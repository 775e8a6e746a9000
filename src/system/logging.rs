//! 日志初始化
//!
//! 根据 [`LoggingConfig`] 选择输出目标（控制台、单文件或按天滚动的文件）
//! 和格式（text / json）。

use std::io::Write;
use std::path::Path;

use tracing_appender::non_blocking::WorkerGuard;
use tracing_appender::rolling;
use tracing_subscriber::EnvFilter;

use crate::config::LoggingConfig;

const DEFAULT_LOG_NAME: &str = "go-short-link.log";

fn build_writer(config: &LoggingConfig) -> Box<dyn Write + Send + Sync> {
    let Some(log_file) = config.file.as_deref().filter(|f| !f.is_empty()) else {
        return Box::new(std::io::stdout());
    };

    if config.enable_rotation {
        let path = Path::new(log_file);
        let dir = path.parent().unwrap_or(Path::new("."));
        let filename = path
            .file_name()
            .and_then(|f| f.to_str())
            .unwrap_or(DEFAULT_LOG_NAME);

        match rolling::Builder::new()
            .rotation(rolling::Rotation::DAILY)
            .filename_prefix(filename.trim_end_matches(".log"))
            .filename_suffix("log")
            .max_log_files(config.max_backups.max(1) as usize)
            .build(dir)
        {
            Ok(appender) => Box::new(appender),
            Err(e) => {
                eprintln!(
                    "[WARN] Failed to create rolling log appender in {}: {}, logging to stdout",
                    dir.display(),
                    e
                );
                Box::new(std::io::stdout())
            }
        }
    } else {
        match std::fs::OpenOptions::new()
            .create(true)
            .append(true)
            .open(log_file)
        {
            Ok(file) => Box::new(file),
            Err(e) => {
                eprintln!(
                    "[WARN] Failed to open log file {}: {}, logging to stdout",
                    log_file, e
                );
                Box::new(std::io::stdout())
            }
        }
    }
}

/// 初始化全局 tracing subscriber
///
/// 返回的 [`WorkerGuard`] 必须存活到进程结束，否则缓冲中的日志会丢失。
/// `RUST_LOG` 存在时优先于配置中的级别。
pub fn init_logging(config: &LoggingConfig) -> WorkerGuard {
    let (writer, guard) = tracing_appender::non_blocking(build_writer(config));

    let filter = EnvFilter::try_from_default_env()
        .or_else(|_| EnvFilter::try_new(&config.level))
        .unwrap_or_else(|_| EnvFilter::new("info"));

    let to_console = config.file.as_deref().is_none_or(str::is_empty);
    let builder = tracing_subscriber::fmt()
        .with_writer(writer)
        .with_env_filter(filter)
        .with_level(true)
        .with_ansi(to_console);

    let result = if config.format == "json" {
        builder.json().try_init()
    } else {
        builder.try_init()
    };
    if let Err(e) = result {
        eprintln!("[WARN] Logging already initialized: {}", e);
    }

    guard
}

#### Description of the task:
Please set down the entire listing once more, exactly as it stands.

#### Worked solution:
repository 775e8a6e746a9000
filename src/system/logging.rs
//! 日志初始化
//!
//! 根据 [`LoggingConfig`] 选择输出目标（控制台、单文件或按天滚动的文件）
//! 和格式（text / json）。

use std::io::Write;
use std::path::Path;

use tracing_appender::non_blocking::WorkerGuard;
use tracing_appender::rolling;
use tracing_subscriber::EnvFilter;

use crate::config::LoggingConfig;

const DEFAULT_LOG_NAME: &str = "go-short-link.log";

fn build_writer(config: &LoggingConfig) -> Box<dyn Write + Send + Sync> {
    let Some(log_file) = config.file.as_deref().filter(|f| !f.is_empty()) else {
        return Box::new(std::io::stdout());
    };

    if config.enable_rotation {
        let path = Path::new(log_file);
        let dir = path.parent().unwrap_or(Path::new("."));
        let filename = path
            .file_name()
            .and_then(|f| f.to_str())
            .unwrap_or(DEFAULT_LOG_NAME);

        match rolling::Builder::new()
            .rotation(rolling::Rotation::DAILY)
            .filename_prefix(filename.trim_end_matches(".log"))
            .filename_suffix("log")
            .max_log_files(config.max_backups.max(1) as usize)
            .build(dir)
        {
            Ok(appender) => Box::new(appender),
            Err(e) => {
                eprintln!(
                    "[WARN] Failed to create rolling log appender in {}: {}, logging to stdout",
                    dir.display(),
                    e
                );
                Box::new(std::io::stdout())
            }
        }
    } else {
        match std::fs::OpenOptions::new()
            .create(true)
            .append(true)
            .open(log_file)
        {
            Ok(file) => Box::new(file),
            Err(e) => {
                eprintln!(
                    "[WARN] Failed to open log file {}: {}, logging to stdout",
                    log_file, e
                );
                Box::new(std::io::stdout())
            }
        }
    }
}

/// 初始化全局 tracing subscriber
///
/// 返回的 [`WorkerGuard`] 必须存活到进程结束，否则缓冲中的日志会丢失。
/// `RUST_LOG` 存在时优先于配置中的级别。
pub fn init_logging(config: &LoggingConfig) -> WorkerGuard {
    let (writer, guard) = tracing_appender::non_blocking(build_writer(config));

    let filter = EnvFilter::try_from_default_env()
        .or_else(|_| EnvFilter::try_new(&config.level))
        .unwrap_or_else(|_| EnvFilter::new("info"));

    let to_console = config.file.as_deref().is_none_or(str::is_empty);
    let builder = tracing_subscriber::fmt()
        .with_writer(writer)
        .with_env_filter(filter)
        .with_level(true)
        .with_ansi(to_console);

    let result = if config.format == "json" {
        builder.json().try_init()
    } else {
        builder.try_init()
    };
    if let Err(e) = result {
        eprintln!("[WARN] Logging already initialized: {}", e);
    }

    guard
}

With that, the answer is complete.